Ne penser qu’à sa propre réussite n’est pas une bonne stratégie : les salariés les plus coopératifs et altruistes ont les meilleures chances d’obtenir une promotion et un meilleur salaire (mais il y a une condition)

Selon un livre récemment publié par deux économistes allemand et autrichien, les employés qui réussissent le mieux en entreprise sont également ceux qui adoptent une attitude coopérative, car leurs compétences en collaboration leur rendent indispensable. Cependant, cet équilibre vertueux peut être fragilisé si des inégalités importantes subsistent au sein d’une équipe. En effet, la réussite collective repose sur la confiance mutuelle et la capacité à travailler ensemble dans un esprit d’équité.

Le spécialiste en économie comportementale Matthias Sutter, directeur de l’institut Max Planck en Allemagne, souligne que ce ne sont pas ceux qui jouent des coudes pour obtenir une promotion, mais ceux qui savent collaborer qui ont le plus de chances de progresser. Dans une interview accordée au journal Handelsblatt, il explique que les données du marché du travail montrent que les individus coopératifs et altruistes sont généralement plus performants et plus appréciés, notamment parce qu’ils résolvent mieux les conflits et maintiennent la cohésion des équipes. Ces qualités sont d’ailleurs essentielles dans les postes de management, où la communication, la coordination et la confiance jouent un rôle crucial.

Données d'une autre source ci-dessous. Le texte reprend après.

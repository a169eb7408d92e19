//! Batch converter
//!
//! Drives each job through Reading -> Synthesizing -> Writing ->
//! Verifying, sequentially and in input order on a single task. A
//! failing job becomes a Failed outcome and the loop continues; only a
//! failure to create the output directory aborts the batch before any
//! job runs. Cancellation is checked between jobs.

use std::collections::HashSet;
use std::path::PathBuf;
use std::sync::Arc;
use std::time::{Duration, Instant};

use textvox_tts::{SynthesisClient, VoiceConfig};
use tracing::{debug, info};

use crate::batch::loader;
use crate::batch::naming;
use crate::batch::progress::ProgressSink;
use crate::batch::types::{
    BatchError, BatchResult, CancelFlag, ConversionOutcome, FileJob, JobFailure, JobStatus,
};

/// Batch-level settings shared by every job of a run.
#[derive(Debug, Clone)]
pub struct BatchConfig {
    /// Directory receiving the audio files, created if absent
    pub output_dir: PathBuf,
    /// Pause between jobs, a rate-limiting courtesy to the backend
    pub inter_job_delay: Duration,
}

impl Default for BatchConfig {
    fn default() -> Self {
        Self {
            output_dir: PathBuf::from("audio_output"),
            inter_job_delay: Duration::from_millis(500),
        }
    }
}

/// The batch orchestrator. Owns the synthesis client and the injected
/// progress sink for one run.
pub struct BatchConverter<C: SynthesisClient> {
    client: C,
    config: BatchConfig,
    progress: Arc<dyn ProgressSink>,
}

impl<C: SynthesisClient> BatchConverter<C> {
    pub fn new(client: C, config: BatchConfig, progress: Arc<dyn ProgressSink>) -> Self {
        Self {
            client,
            config,
            progress,
        }
    }

    /// Build one job per input, resolving every output name up front.
    ///
    /// Names already claimed by earlier jobs of this run count as
    /// collisions, so every job's output path is unique before any
    /// synthesis starts. Naming exhaustion is surfaced as a warning
    /// and the job proceeds with the last candidate.
    pub fn build_jobs(&self, inputs: &[PathBuf], voice: &VoiceConfig) -> Vec<FileJob> {
        let mut reserved: HashSet<PathBuf> = HashSet::new();
        let mut jobs = Vec::with_capacity(inputs.len());

        for input in inputs {
            let stem = input
                .file_stem()
                .map(|s| s.to_string_lossy().into_owned())
                .unwrap_or_else(|| input.display().to_string());
            let resolution =
                naming::resolve(&stem, &voice.voice_id, &self.config.output_dir, &reserved);
            if resolution.exhausted {
                self.progress.on_warning(&format!(
                    "collision suffixes exhausted for {}, reusing {}",
                    input.display(),
                    resolution.path.display(),
                ));
            }
            reserved.insert(resolution.path.clone());
            jobs.push(FileJob {
                input_path: input.clone(),
                output_path: resolution.path,
                voice: voice.clone(),
            });
        }

        jobs
    }

    /// Run the batch to completion or cancellation.
    ///
    /// Outcomes are appended strictly in input order. The returned
    /// result is partial only when `cancel` was signalled between
    /// jobs; an in-flight synthesis call always finishes first.
    pub async fn run(
        &self,
        jobs: Vec<FileJob>,
        cancel: &CancelFlag,
    ) -> Result<BatchResult, BatchError> {
        tokio::fs::create_dir_all(&self.config.output_dir)
            .await
            .map_err(|source| BatchError::OutputDir {
                dir: self.config.output_dir.clone(),
                source,
            })?;

        let total = jobs.len();
        info!(
            target: "batch",
            total,
            client = self.client.name(),
            output_dir = %self.config.output_dir.display(),
            "starting batch conversion"
        );

        let mut result = BatchResult {
            total,
            ..Default::default()
        };

        for (index, job) in jobs.iter().enumerate() {
            if cancel.is_cancelled() {
                info!(target: "batch", attempted = index, total, "batch cancelled");
                break;
            }

            let outcome = self.convert_one(job).await;
            self.progress
                .on_progress(index + 1, total, &job.input_name());
            self.progress.on_job_outcome(&outcome);
            result.record(outcome);

            let is_last = index + 1 == total;
            if !is_last && !self.config.inter_job_delay.is_zero() {
                tokio::time::sleep(self.config.inter_job_delay).await;
            }
        }

        self.progress.on_batch_complete(&result);
        Ok(result)
    }

    /// One pass of the per-job state machine. Every error is caught
    /// here and folded into the outcome.
    async fn convert_one(&self, job: &FileJob) -> ConversionOutcome {
        let started = Instant::now();
        let (status, bytes_written) = self.attempt(job).await;
        ConversionOutcome {
            job: job.clone(),
            status,
            bytes_written,
            elapsed: started.elapsed(),
        }
    }

    async fn attempt(&self, job: &FileJob) -> (JobStatus, Option<u64>) {
        // Reading
        debug!(target: "batch", input = %job.input_path.display(), "reading");
        let loaded = match loader::load(&job.input_path) {
            Ok(loaded) => loaded,
            Err(e) => return (JobStatus::Failed(JobFailure::Read(e.to_string())), None),
        };
        if loaded.lossy {
            self.progress.on_warning(&format!(
                "{}: no text encoding matched cleanly, decoded with byte substitution",
                job.input_name(),
            ));
        }

        // Synthesizing
        debug!(
            target: "batch",
            input = %job.input_path.display(),
            chars = loaded.text.chars().count(),
            encoding = loaded.encoding,
            "synthesizing"
        );
        let audio = match self.client.synthesize(&loaded.text, &job.voice).await {
            Ok(audio) => audio,
            Err(e) => {
                return (
                    JobStatus::Failed(JobFailure::Synthesis(e.to_string())),
                    None,
                )
            }
        };

        // Writing
        debug!(target: "batch", output = %job.output_path.display(), "writing");
        if let Err(e) = tokio::fs::write(&job.output_path, &audio).await {
            return (JobStatus::Failed(JobFailure::Write(e.to_string())), None);
        }

        // Verifying
        match self.verified_size(job).await {
            Some(size) => (JobStatus::Succeeded, Some(size)),
            None => (JobStatus::Failed(JobFailure::Verification), None),
        }
    }

    /// Output size, or None when the file is absent or empty.
    async fn verified_size(&self, job: &FileJob) -> Option<u64> {
        match tokio::fs::metadata(&job.output_path).await {
            Ok(meta) if meta.len() > 0 => Some(meta.len()),
            _ => None,
        }
    }
}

Coopérer, c’est assumer des coûts pour garantir le succès collectif, une règle qui favorise la réussite individuelle et l’harmonie au sein des équipes.

Cependant, le livre “Plus fort ensemble” de Matthias Sutter et Martin Kocher met en lumière un paradoxe : dans certaines circonstances, agir de manière égoïste peut sembler plus avantageux. Sutter illustre ce point avec une anecdote concernant un mariage modeste où les invités, par méfiance, versaient tous de l’eau dans le tonneau de vin, ruinant ainsi l’esprit de coopération. Cette histoire illustre une réalité : la confiance se tisse lorsque chacun accepte de faire des efforts en sachant que ces efforts seront respectés et valorisés. La confiance conditionnée, ou “par défaut jusqu’à preuve du contraire”, est une fondation essentielle à la coopération durable.

Les chercheurs insistent également sur l’importance des règles et des sanctions en cas d’infraction pour garantir un climat de confiance. Un leadership efficace doit à la fois inspirer la confiance en montrant ses attentes clairement, tout en étant ferme face aux comportements déviants. Le respect mutuel et la transparence sont ainsi clés pour dynamiser la cohésion d’équipe. Matthias Sutter affirme que les employés ont généralement envie de rendre la confiance qui leur est accordée, ce qui peut favoriser une dynamique positive si l’environnement de travail est sain.

Cependant, le contexte peut perturber cet équilibre. Lorsqu’une équipe ou une entreprise connaît de fortes inégalités, la coopération devient difficile, car le sentiment d’équité est essentiel pour que chacun se sente motivé à contribuer. En période de crise, la tendance naturelle des managers à renforcer le contrôle et la surveillance peut également nuire à la confiance, pourtant cruciale pour la motivation et la performance. Selon Sutter, une gestion basée sur la communication, la reconnaissance et le respect des employés favorise une ambiance de travail où la motivation est durable, contribuant ainsi à réduire la rotation du personnel et à améliorer la performance globale.

Une relation de confiance bâtie sur la transparence et la justice favorise la réussite collective, permettant à chacun de donner le meilleur de lui-même.